Abstract

Brioli A, Giles H, Pawlyn C, et al.
Blood 2014; 123: 3414–3419.
In multiple myeloma (MM), an abnormal plasma cell clone secretes immunoglobulins, free light chains (FLCs), or both. Despite its ‘monoclonal’ nature, genetic and phenotypic variation within clones in MM is now recognised. Progression of such intraclonal heterogeneity (manifest as changes in immunoglobulin type over time) is the subject of this study.

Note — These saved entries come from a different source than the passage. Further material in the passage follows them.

//! Time sources for the round clock
//!
//! Everything is plain `f64` seconds from an arbitrary origin.

use std::cell::Cell;
use std::rc::Rc;
use std::time::Instant;

/// Source of "now" for the session
pub trait TimeSource {
    /// Seconds since an arbitrary, fixed origin. Never decreases.
    fn now(&self) -> f64;
}

/// Wall clock backed by [`Instant`]
#[derive(Debug, Clone)]
pub struct MonotonicTime {
    origin: Instant,
}

impl MonotonicTime {
    pub fn new() -> Self {
        Self {
            origin: Instant::now(),
        }
    }
}

impl Default for MonotonicTime {
    fn default() -> Self {
        Self::new()
    }
}

impl TimeSource for MonotonicTime {
    fn now(&self) -> f64 {
        self.origin.elapsed().as_secs_f64()
    }
}

/// Hand-driven clock for tests and headless runs.
///
/// Clones share the same time, so a test can keep one handle and give
/// another to the controller.
#[derive(Debug, Clone, Default)]
pub struct ManualTime {
    now: Rc<Cell<f64>>,
}

impl ManualTime {
    pub fn new(start: f64) -> Self {
        Self {
            now: Rc::new(Cell::new(start)),
        }
    }

    pub fn set(&self, now: f64) {
        // Monotonic: ignore attempts to go back
        if now > self.now.get() {
            self.now.set(now);
        }
    }

    pub fn advance(&self, secs: f64) {
        self.set(self.now.get() + secs.max(0.0));
    }
}

impl TimeSource for ManualTime {
    fn now(&self) -> f64 {
        self.now.get()
    }
}

#[cfg(test)]
mod tests {
    use super::*;

    #[test]
    fn test_manual_time_shared_between_clones() {
        let time = ManualTime::new(1.0);
        let handle = time.clone();
        handle.advance(2.5);
        assert_eq!(time.now(), 3.5);
        handle.set(10.0);
        assert_eq!(time.now(), 10.0);
    }

    #[test]
    fn test_manual_time_never_goes_back() {
        let time = ManualTime::new(5.0);
        time.set(2.0);
        time.advance(-1.0);
        assert_eq!(time.now(), 5.0);
    }

    #[test]
    fn test_monotonic_time_advances() {
        let time = MonotonicTime::new();
        let a = time.now();
        let b = time.now();
        assert!(b >= a);
        assert!(a >= 0.0);
    }
}
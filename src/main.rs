//! Joy Blooms headless entry point
//!
//! Plays one short scripted round against the real score file so the
//! session engine can be exercised without a window. Rendering hosts embed
//! [`SessionController`] directly.

use joy_blooms::audio::AudioCues;
use joy_blooms::persistence::FileStorage;
use joy_blooms::platform::ManualTime;
use joy_blooms::sim::{SessionPhase, UiCommand};
use joy_blooms::{ScoreStore, SessionController, Settings};

const FRAME_DT: f32 = 1.0 / 60.0;
/// Frames between scripted clicks
const CLICK_EVERY: u32 = 24;

fn main() {
    env_logger::init();
    log::info!("Joy Blooms (headless) starting...");

    let dir = std::env::temp_dir().join("joy-blooms");
    let settings = Settings {
        round_duration_secs: 15.0,
        ..Settings::load(&FileStorage::new(dir.join("settings.json")))
    };

    let scores = ScoreStore::load(FileStorage::new(dir.join("scores.json")));
    let time = ManualTime::new(0.0);
    let seed = std::process::id() as u64;
    let mut session = SessionController::with_time_source(settings.clone(), scores, seed, time.clone());
    let mut audio = AudioCues::new(&settings);

    session.command(UiCommand::StartRound);
    let mut frame = 0u32;
    while session.phase() != SessionPhase::GameOver {
        time.advance(FRAME_DT as f64);
        session.tick(FRAME_DT);
        frame += 1;

        // Aim for the newest live flower, like a player chasing fresh spawns
        if frame.is_multiple_of(CLICK_EVERY) {
            let target = session.flowers().iter().rev().find(|f| f.is_alive()).map(|f| f.pos);
            if let Some(pos) = target {
                session.handle_pointer_down(pos);
            }
        }

        // Take a break halfway through
        if frame == 300 {
            session.handle_pause_toggle();
            time.advance(2.0);
            session.handle_pause_toggle();
        }

        for cue in audio.cues(&session.drain_events()) {
            log::debug!("cue {:?} at gain {:.2}", cue.effect, cue.gain);
        }
    }

    log::info!(
        "Final score {} (best {}), {} rounds on record",
        session.score(),
        session.high_score(),
        session.recent_scores().len()
    );
    println!("Final Score: {}", session.score());
}
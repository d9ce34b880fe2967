//! One-shot classification of a board given as text.

use crate::render::render_board;
use anyhow::{Context, Result};
use simple_tictactoe::{Board, GameStatus, evaluate};
use std::io::Write;
use tracing::{info, instrument};

/// Parses `board_text`, prints the board and its status label.
///
/// With `json`, prints the full evaluation as JSON instead.
///
/// # Errors
///
/// Fails when the text is not a valid board or output fails.
#[instrument(skip(output))]
pub fn analyze<W: Write>(board_text: &str, json: bool, mut output: W) -> Result<GameStatus> {
    let board = board_text
        .parse::<Board>()
        .with_context(|| format!("Failed to parse board {:?}", board_text))?;
    let evaluation = evaluate(&board);
    let status = *evaluation.status();
    info!(%status, "Board analyzed");

    if json {
        let text = serde_json::to_string_pretty(&evaluation).context("Failed to serialize evaluation")?;
        writeln!(output, "{}", text)?;
    } else {
        render_board(&board, &mut output)?;
        writeln!(output, "{}", status)?;
    }

    Ok(status)
}
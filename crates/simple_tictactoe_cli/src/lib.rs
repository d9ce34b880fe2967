//! Console front end for simple tic-tac-toe.
//!
//! Reads moves as `row col` lines (1-3 each), re-prompts on bad input,
//! prints the board after every move and announces the result.

#![warn(missing_docs)]
#![forbid(unsafe_code)]

mod analyze;
mod cli;
mod driver;
mod input;
mod render;

pub use analyze::analyze;
pub use cli::{Cli, Command};
pub use driver::play;
pub use input::{InputError, MoveReader, parse_move};
pub use render::{board_to_string, render_board};
//! Board fullness checks.

use crate::types::Board;

/// Checks if every cell holds a mark.
///
/// A full board with no winner is a draw.
pub fn is_full(board: &Board) -> bool {
    board.cells().all(|c| !c.is_empty())
}

/// Checks if at least one cell is still empty.
pub fn has_empty(board: &Board) -> bool {
    !is_full(board)
}

#[cfg(test)]
mod tests {
    use super::*;

    #[test]
    fn test_empty_board_not_full() {
        let board = Board::new();
        assert!(!is_full(&board));
        assert!(has_empty(&board));
    }

    #[test]
    fn test_partial_board_not_full() {
        let board: Board = "XOXOXOXO_".parse().unwrap();
        assert!(!is_full(&board));
    }

    #[test]
    fn test_full_board() {
        let board: Board = "XOXXOOOXX".parse().unwrap();
        assert!(is_full(&board));
        assert!(!has_empty(&board));
    }
}
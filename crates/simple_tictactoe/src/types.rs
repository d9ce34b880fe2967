//! Core domain types for tic-tac-toe.

use crate::error::BoardParseError;
use crate::position::Position;
use derive_more::Display;
use serde::{Deserialize, Serialize};
use std::str::FromStr;
use strum::EnumIter;

/// A player's mark.
#[derive(
    Debug, Clone, Copy, PartialEq, Eq, Hash, Serialize, Deserialize, Display, EnumIter,
)]
pub enum Mark {
    /// Mark X (moves first).
    #[display("X")]
    X,
    /// Mark O (moves second).
    #[display("O")]
    O,
}

impl Mark {
    /// Returns the other mark.
    pub fn opponent(self) -> Self {
        match self {
            Mark::X => Mark::O,
            Mark::O => Mark::X,
        }
    }

    /// Character used for this mark in board text.
    pub fn symbol(self) -> char {
        match self {
            Mark::X => 'X',
            Mark::O => 'O',
        }
    }
}

/// A cell on the board.
#[derive(Debug, Clone, Copy, PartialEq, Eq, Hash, Default, Serialize, Deserialize)]
pub enum Cell {
    /// Nobody has played here.
    #[default]
    Empty,
    /// Cell holds a mark.
    Marked(Mark),
}

impl Cell {
    /// Checks if the cell is empty.
    pub fn is_empty(self) -> bool {
        matches!(self, Cell::Empty)
    }

    /// Returns the mark in this cell, if any.
    pub fn mark(self) -> Option<Mark> {
        match self {
            Cell::Empty => None,
            Cell::Marked(mark) => Some(mark),
        }
    }

    /// Parses a single board-text character.
    ///
    /// `X`/`x` and `O`/`o` are marks, `_` and space are empty.
    pub fn from_symbol(c: char) -> Option<Self> {
        match c {
            'X' | 'x' => Some(Cell::Marked(Mark::X)),
            'O' | 'o' => Some(Cell::Marked(Mark::O)),
            '_' | ' ' => Some(Cell::Empty),
            _ => None,
        }
    }
}

/// 3x3 tic-tac-toe board.
///
/// Always holds exactly nine initialized cells, addressed by `(row, col)`.
#[derive(Debug, Clone, PartialEq, Eq, Hash, Default, Serialize, Deserialize)]
pub struct Board {
    /// Cells in row-major order.
    cells: [[Cell; 3]; 3],
}

impl Board {
    /// Side length of the board.
    pub const SIZE: usize = 3;

    /// Creates a new empty board.
    pub fn new() -> Self {
        Self {
            cells: [[Cell::Empty; 3]; 3],
        }
    }

    /// Creates a board from its rows, top to bottom.
    pub fn from_rows(cells: [[Cell; 3]; 3]) -> Self {
        Self { cells }
    }

    /// Gets the cell at `(row, col)`, or `None` when out of bounds.
    pub fn get(&self, row: usize, col: usize) -> Option<Cell> {
        self.cells.get(row).and_then(|r| r.get(col)).copied()
    }

    /// Gets the cell at a validated position.
    pub fn cell(&self, pos: Position) -> Cell {
        self.cells[pos.row()][pos.col()]
    }

    /// Writes a cell. Only the game state mutates boards.
    pub(crate) fn set(&mut self, pos: Position, cell: Cell) {
        self.cells[pos.row()][pos.col()] = cell;
    }

    /// Checks if the cell at a position is empty.
    pub fn is_empty_at(&self, pos: Position) -> bool {
        self.cell(pos).is_empty()
    }

    /// Returns the rows of the board.
    pub fn rows(&self) -> &[[Cell; 3]; 3] {
        &self.cells
    }

    /// Iterates all nine cells in row-major order.
    pub fn cells(&self) -> impl Iterator<Item = Cell> + '_ {
        self.cells.iter().flatten().copied()
    }

    /// Number of cells holding `mark`.
    pub fn count(&self, mark: Mark) -> usize {
        self.cells().filter(|c| *c == Cell::Marked(mark)).count()
    }

    /// Number of empty cells.
    pub fn empty_count(&self) -> usize {
        self.cells().filter(|c| c.is_empty()).count()
    }
}

impl FromStr for Board {
    type Err = BoardParseError;

    /// Parses nine row-major characters, e.g. `"XO_ X_O _X"` or `"XXXOO____"`.
    fn from_str(s: &str) -> Result<Self, Self::Err> {
        let found = s.chars().count();
        if found != 9 {
            return Err(BoardParseError::WrongLength { found });
        }

        let mut board = Board::new();
        for (index, c) in s.chars().enumerate() {
            let cell = Cell::from_symbol(c).ok_or(BoardParseError::InvalidCell { index, found: c })?;
            board.cells[index / 3][index % 3] = cell;
        }
        Ok(board)
    }
}

impl std::fmt::Display for Board {
    fn fmt(&self, f: &mut std::fmt::Formatter<'_>) -> std::fmt::Result {
        for cell in self.cells() {
            let c = cell.mark().map_or('_', Mark::symbol);
            write!(f, "{}", c)?;
        }
        Ok(())
    }
}

/// Classification of a board.
///
/// Always derived from the board, never stored alongside it.
#[derive(Debug, Clone, Copy, PartialEq, Eq, Hash, Serialize, Deserialize, Display)]
pub enum GameStatus {
    /// Moves remain and nobody has won.
    #[display("Game not finished")]
    InProgress,
    /// Board is full with no winner.
    #[display("Draw")]
    Draw,
    /// A mark completed a line.
    #[display("{_0} wins")]
    Won(Mark),
    /// The board cannot arise from alternating play.
    #[display("Impossible")]
    Invalid,
}

impl GameStatus {
    /// Returns true for every status except `InProgress`.
    pub fn is_terminal(self) -> bool {
        !matches!(self, GameStatus::InProgress)
    }

    /// Returns the winner if there is one.
    pub fn winner(self) -> Option<Mark> {
        match self {
            GameStatus::Won(mark) => Some(mark),
            _ => None,
        }
    }
}
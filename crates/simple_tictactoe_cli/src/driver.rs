//! The game loop.

use crate::input::MoveReader;
use crate::render::render_board;
use anyhow::{Context, Result, bail};
use simple_tictactoe::{GameState, GameStatus};
use std::io::{BufRead, Write};
use tracing::{info, instrument};

/// Plays one game from `input` to `output` and returns the final status.
///
/// Renders the empty board, then per turn: read a valid move, apply it,
/// render, classify. Stops on the first terminal status and prints its
/// label.
///
/// # Errors
///
/// Fails when the input ends before the game does, on I/O errors, or when
/// the game state rejects a move the input collector accepted.
#[instrument(skip_all)]
pub fn play<R: BufRead, W: Write>(input: R, mut output: W) -> Result<GameStatus> {
    let mut game = GameState::new();
    let mut reader = MoveReader::new(input);

    info!("Game started");
    render_board(game.board(), &mut output).context("Failed to render board")?;

    let mut status = game.current_status();
    while !status.is_terminal() {
        let Some(pos) = reader
            .read_move(game.board(), &mut output)
            .context("Failed to read move")?
        else {
            bail!("Input ended before the game finished");
        };

        let player = game.active_player();
        let board = game
            .apply_move(pos.row(), pos.col())
            .with_context(|| format!("Validated move {} was rejected", pos))?;
        render_board(board, &mut output).context("Failed to render board")?;

        status = game.current_status();
        info!(%player, position = %pos, %status, "Turn complete");
    }

    writeln!(output, "{}", status).context("Failed to write result")?;
    info!(%status, "Game finished");
    Ok(status)
}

Data from 520 patients from the Myeloma IX trial who suffered relapse were analysed. Relapse was categorised as paraprotein only (49.6%), FLC and paraprotein (35.2%) and FLC only (10.4%). Patients whose relapse included increased FLC had decreased overall survival time by ∼13 months when compared with paraprotein only relapse (P = 0.015), with the discrepancy mainly due to survival post relapse. The difference in survival time was suggested to be due to intraclonal heterogeneity, with greater resistance of FLC subclones to chemotherapy. A mechanism however was not suggested for this differing subclonal response.
The authors suggest FLC monitoring in MM to assess intraclonal heterogeneity, and to aid detection of relapse. However, as many patients with FLC relapse also had elevated FLC at diagnosis (an adverse prognostic sign), it is not yet clear if FLC relapse provides independent prognostic information.